TASK DIRECTIONS -
First find the line with "pub fn from_size(size: ImageSize)" in the entries below, then set down exactly every line through the line with "of every field.", that line included.

---------- MATERIAL SUPPLIED ----------

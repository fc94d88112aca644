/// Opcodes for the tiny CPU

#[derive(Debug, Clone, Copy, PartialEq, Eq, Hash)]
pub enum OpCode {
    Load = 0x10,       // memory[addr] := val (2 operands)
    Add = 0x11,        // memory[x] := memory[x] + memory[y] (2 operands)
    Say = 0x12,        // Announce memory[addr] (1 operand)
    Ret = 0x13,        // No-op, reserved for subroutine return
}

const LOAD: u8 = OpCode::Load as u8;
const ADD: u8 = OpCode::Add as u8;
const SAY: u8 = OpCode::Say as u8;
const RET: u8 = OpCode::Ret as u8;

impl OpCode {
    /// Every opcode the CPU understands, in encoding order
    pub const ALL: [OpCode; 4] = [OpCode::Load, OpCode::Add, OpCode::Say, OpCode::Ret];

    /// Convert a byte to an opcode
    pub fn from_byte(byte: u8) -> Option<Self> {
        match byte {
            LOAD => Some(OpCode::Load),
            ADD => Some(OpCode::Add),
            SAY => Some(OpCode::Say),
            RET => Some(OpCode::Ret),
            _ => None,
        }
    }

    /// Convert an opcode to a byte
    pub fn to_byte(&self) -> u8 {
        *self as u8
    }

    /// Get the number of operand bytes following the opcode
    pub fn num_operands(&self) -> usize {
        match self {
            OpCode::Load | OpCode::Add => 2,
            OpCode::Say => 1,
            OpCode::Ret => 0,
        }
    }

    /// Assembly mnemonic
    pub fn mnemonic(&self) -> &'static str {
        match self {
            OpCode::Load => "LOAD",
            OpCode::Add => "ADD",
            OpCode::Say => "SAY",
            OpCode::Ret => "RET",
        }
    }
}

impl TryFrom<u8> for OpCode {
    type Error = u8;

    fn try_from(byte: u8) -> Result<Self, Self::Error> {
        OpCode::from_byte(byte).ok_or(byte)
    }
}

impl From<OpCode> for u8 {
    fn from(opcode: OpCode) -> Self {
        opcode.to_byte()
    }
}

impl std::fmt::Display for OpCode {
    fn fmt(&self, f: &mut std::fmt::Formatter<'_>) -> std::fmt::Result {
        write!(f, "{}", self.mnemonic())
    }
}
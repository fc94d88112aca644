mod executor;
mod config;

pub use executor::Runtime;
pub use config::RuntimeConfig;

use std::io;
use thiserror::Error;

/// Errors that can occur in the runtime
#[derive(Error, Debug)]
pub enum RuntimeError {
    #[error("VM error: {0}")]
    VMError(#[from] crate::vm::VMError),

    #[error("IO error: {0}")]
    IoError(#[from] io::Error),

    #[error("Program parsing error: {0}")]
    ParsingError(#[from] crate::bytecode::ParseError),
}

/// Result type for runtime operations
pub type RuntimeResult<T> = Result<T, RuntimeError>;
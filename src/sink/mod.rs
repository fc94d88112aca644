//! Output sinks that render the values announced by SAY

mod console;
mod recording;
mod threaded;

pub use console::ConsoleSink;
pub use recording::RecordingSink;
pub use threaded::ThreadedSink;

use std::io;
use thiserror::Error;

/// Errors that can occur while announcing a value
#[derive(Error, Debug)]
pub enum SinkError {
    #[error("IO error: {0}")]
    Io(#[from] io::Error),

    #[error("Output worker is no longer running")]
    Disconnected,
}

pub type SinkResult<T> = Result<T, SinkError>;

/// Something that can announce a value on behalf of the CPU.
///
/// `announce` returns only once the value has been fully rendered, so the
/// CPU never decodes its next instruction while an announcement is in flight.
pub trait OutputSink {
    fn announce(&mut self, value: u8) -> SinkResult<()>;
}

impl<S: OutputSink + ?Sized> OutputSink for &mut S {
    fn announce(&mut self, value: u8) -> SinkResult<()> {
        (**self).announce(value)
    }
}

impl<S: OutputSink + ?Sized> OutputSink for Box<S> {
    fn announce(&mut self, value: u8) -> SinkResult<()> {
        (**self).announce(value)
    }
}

----------
---------- MATERIAL SUPPLIED ----------

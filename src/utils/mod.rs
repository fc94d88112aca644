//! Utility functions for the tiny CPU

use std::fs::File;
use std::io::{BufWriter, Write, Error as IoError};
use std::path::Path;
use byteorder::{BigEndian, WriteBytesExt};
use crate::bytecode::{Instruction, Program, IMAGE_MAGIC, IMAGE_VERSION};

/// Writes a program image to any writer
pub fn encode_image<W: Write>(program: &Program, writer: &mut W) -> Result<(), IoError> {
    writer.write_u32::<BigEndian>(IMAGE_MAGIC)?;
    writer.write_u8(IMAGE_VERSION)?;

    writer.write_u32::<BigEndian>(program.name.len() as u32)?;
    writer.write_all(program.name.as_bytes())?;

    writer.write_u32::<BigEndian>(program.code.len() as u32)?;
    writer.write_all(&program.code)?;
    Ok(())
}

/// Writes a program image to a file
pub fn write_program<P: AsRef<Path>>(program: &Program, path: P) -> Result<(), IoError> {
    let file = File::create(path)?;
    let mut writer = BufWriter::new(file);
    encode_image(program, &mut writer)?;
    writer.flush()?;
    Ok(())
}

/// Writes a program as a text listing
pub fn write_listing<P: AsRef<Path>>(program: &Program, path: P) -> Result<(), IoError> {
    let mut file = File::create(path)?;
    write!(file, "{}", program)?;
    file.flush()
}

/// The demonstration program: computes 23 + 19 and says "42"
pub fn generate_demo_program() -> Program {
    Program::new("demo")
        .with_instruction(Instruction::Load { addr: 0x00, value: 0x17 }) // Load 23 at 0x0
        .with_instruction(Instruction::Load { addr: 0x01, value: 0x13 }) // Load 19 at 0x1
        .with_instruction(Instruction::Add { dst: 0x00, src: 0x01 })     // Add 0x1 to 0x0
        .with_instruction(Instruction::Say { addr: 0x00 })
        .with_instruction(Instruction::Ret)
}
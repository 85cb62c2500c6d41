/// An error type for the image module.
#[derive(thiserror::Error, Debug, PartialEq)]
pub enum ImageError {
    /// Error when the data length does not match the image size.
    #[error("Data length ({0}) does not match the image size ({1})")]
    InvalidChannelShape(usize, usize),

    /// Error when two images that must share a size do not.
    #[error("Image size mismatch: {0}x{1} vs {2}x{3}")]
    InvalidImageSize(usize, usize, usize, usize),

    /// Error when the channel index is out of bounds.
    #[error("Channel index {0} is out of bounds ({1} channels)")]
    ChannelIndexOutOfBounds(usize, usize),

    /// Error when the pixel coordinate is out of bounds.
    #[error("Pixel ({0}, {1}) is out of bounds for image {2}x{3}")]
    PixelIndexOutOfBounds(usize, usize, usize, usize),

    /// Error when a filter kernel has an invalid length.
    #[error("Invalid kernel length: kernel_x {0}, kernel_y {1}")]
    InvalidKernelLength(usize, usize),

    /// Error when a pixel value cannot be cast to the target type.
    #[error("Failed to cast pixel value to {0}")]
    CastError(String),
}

----------
---------- MATERIAL SUPPLIED ----------

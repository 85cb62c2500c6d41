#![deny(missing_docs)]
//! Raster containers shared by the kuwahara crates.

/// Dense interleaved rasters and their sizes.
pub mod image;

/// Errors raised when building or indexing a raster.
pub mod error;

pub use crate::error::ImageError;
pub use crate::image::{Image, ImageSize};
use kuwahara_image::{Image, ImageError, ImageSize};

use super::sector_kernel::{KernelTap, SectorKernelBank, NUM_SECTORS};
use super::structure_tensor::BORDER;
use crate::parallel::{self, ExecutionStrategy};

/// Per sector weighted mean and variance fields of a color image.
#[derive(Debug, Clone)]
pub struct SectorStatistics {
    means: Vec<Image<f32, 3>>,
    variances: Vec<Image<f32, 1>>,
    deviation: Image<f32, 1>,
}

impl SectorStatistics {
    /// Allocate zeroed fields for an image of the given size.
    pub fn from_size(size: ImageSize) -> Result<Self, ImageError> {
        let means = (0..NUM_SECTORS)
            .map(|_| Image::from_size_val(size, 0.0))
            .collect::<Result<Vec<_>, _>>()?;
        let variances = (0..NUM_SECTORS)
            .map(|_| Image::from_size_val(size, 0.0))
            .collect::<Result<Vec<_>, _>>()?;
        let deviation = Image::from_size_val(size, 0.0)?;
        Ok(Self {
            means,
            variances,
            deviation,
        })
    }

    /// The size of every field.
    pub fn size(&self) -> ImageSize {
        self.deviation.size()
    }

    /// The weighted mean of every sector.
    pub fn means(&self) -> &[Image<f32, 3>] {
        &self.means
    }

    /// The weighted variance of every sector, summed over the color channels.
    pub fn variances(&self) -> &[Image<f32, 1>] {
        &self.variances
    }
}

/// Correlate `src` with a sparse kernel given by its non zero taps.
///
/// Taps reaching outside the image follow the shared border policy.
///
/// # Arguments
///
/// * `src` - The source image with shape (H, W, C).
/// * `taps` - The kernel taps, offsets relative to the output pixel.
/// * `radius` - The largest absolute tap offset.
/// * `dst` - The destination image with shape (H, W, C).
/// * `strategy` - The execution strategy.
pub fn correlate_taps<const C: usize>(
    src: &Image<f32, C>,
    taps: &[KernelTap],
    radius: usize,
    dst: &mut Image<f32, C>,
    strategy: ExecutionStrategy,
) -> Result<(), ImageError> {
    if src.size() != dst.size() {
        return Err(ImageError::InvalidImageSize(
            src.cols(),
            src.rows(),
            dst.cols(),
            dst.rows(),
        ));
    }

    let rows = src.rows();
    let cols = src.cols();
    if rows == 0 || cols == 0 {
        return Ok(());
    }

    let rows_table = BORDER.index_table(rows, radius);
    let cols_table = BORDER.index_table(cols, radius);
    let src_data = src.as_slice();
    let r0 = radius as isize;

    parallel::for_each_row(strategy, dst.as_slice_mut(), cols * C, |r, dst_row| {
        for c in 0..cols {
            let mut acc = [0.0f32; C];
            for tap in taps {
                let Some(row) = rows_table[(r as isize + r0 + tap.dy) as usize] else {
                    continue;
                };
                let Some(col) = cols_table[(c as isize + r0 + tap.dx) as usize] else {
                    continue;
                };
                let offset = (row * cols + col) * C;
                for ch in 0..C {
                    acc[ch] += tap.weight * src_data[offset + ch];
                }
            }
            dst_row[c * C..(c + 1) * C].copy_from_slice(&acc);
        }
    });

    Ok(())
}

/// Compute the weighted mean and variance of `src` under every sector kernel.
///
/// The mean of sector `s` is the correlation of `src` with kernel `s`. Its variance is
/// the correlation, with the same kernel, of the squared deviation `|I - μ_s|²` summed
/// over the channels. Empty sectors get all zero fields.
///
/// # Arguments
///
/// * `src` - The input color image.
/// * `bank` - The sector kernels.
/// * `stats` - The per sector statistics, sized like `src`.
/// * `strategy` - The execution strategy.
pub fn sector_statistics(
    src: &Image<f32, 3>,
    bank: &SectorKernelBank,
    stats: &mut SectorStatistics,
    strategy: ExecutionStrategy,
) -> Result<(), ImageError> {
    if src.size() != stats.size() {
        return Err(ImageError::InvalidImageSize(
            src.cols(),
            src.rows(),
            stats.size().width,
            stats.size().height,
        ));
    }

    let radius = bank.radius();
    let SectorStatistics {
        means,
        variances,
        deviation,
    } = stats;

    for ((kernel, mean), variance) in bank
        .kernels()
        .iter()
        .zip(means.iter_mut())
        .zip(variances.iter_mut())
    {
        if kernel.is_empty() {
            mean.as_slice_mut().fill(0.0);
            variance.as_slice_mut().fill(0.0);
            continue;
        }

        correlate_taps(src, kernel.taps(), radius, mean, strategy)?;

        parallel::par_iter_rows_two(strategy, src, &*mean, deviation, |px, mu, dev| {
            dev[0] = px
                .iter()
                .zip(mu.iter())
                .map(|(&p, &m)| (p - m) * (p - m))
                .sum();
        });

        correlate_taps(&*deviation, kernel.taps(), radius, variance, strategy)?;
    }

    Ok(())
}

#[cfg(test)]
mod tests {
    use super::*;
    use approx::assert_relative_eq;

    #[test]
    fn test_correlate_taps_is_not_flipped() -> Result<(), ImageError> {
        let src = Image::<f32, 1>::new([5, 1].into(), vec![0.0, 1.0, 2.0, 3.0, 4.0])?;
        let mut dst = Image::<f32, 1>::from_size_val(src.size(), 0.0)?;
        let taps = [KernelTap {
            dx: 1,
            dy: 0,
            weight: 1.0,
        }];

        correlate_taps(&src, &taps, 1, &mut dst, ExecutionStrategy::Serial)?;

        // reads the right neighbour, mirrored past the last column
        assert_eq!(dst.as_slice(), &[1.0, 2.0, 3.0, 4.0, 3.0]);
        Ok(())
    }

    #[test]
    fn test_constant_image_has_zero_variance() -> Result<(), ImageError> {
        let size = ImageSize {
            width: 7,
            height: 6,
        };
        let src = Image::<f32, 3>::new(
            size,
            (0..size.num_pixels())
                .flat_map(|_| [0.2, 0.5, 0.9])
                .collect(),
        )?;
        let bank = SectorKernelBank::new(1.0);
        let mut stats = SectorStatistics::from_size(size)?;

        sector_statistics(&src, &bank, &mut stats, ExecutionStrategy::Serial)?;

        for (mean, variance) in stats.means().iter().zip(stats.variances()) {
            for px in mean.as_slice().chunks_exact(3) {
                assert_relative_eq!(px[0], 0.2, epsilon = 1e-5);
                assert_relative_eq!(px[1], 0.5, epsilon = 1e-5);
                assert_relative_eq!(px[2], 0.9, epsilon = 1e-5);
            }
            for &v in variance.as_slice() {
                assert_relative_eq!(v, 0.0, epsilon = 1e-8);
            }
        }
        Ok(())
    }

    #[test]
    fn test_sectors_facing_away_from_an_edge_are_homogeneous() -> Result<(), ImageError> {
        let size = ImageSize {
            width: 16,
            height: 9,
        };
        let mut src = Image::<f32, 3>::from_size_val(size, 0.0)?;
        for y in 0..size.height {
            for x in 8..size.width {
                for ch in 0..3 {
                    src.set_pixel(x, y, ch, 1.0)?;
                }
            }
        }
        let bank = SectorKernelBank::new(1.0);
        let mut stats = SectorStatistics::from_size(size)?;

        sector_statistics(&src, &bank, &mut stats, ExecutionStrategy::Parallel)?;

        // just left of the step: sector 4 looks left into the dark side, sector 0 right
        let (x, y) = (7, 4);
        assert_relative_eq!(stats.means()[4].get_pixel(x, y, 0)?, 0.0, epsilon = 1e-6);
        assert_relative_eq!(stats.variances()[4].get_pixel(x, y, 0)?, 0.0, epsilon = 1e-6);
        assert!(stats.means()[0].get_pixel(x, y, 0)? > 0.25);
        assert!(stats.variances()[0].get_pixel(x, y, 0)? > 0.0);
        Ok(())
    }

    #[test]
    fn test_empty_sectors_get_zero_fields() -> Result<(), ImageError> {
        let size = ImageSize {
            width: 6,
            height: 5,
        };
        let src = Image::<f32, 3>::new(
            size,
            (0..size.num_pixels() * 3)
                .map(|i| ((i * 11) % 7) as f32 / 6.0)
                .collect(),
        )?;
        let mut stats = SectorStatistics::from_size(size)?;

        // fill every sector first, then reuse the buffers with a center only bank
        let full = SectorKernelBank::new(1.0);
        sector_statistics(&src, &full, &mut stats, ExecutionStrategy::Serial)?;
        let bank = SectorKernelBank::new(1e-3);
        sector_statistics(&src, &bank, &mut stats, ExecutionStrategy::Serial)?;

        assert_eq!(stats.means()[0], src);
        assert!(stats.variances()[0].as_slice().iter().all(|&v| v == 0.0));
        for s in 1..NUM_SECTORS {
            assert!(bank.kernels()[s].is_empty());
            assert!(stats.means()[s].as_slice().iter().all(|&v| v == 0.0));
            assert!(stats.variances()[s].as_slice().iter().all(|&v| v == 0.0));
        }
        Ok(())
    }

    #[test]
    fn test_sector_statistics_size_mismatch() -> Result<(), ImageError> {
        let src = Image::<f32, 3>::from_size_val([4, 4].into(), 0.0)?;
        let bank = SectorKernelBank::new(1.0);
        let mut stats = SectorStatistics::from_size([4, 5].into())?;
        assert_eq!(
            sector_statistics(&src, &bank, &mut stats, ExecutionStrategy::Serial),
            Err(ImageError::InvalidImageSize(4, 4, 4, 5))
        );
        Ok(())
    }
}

----------

EXERCISE ANSWER -
    pub fn from_size(size: ImageSize) -> Result<Self, ImageError> {
        let means = (0..NUM_SECTORS)
            .map(|_| Image::from_size_val(size, 0.0))
            .collect::<Result<Vec<_>, _>>()?;
        let variances = (0..NUM_SECTORS)
            .map(|_| Image::from_size_val(size, 0.0))
            .collect::<Result<Vec<_>, _>>()?;
        let deviation = Image::from_size_val(size, 0.0)?;
        Ok(Self {
            means,
            variances,
            deviation,
        })
    }

    /// The size of every field.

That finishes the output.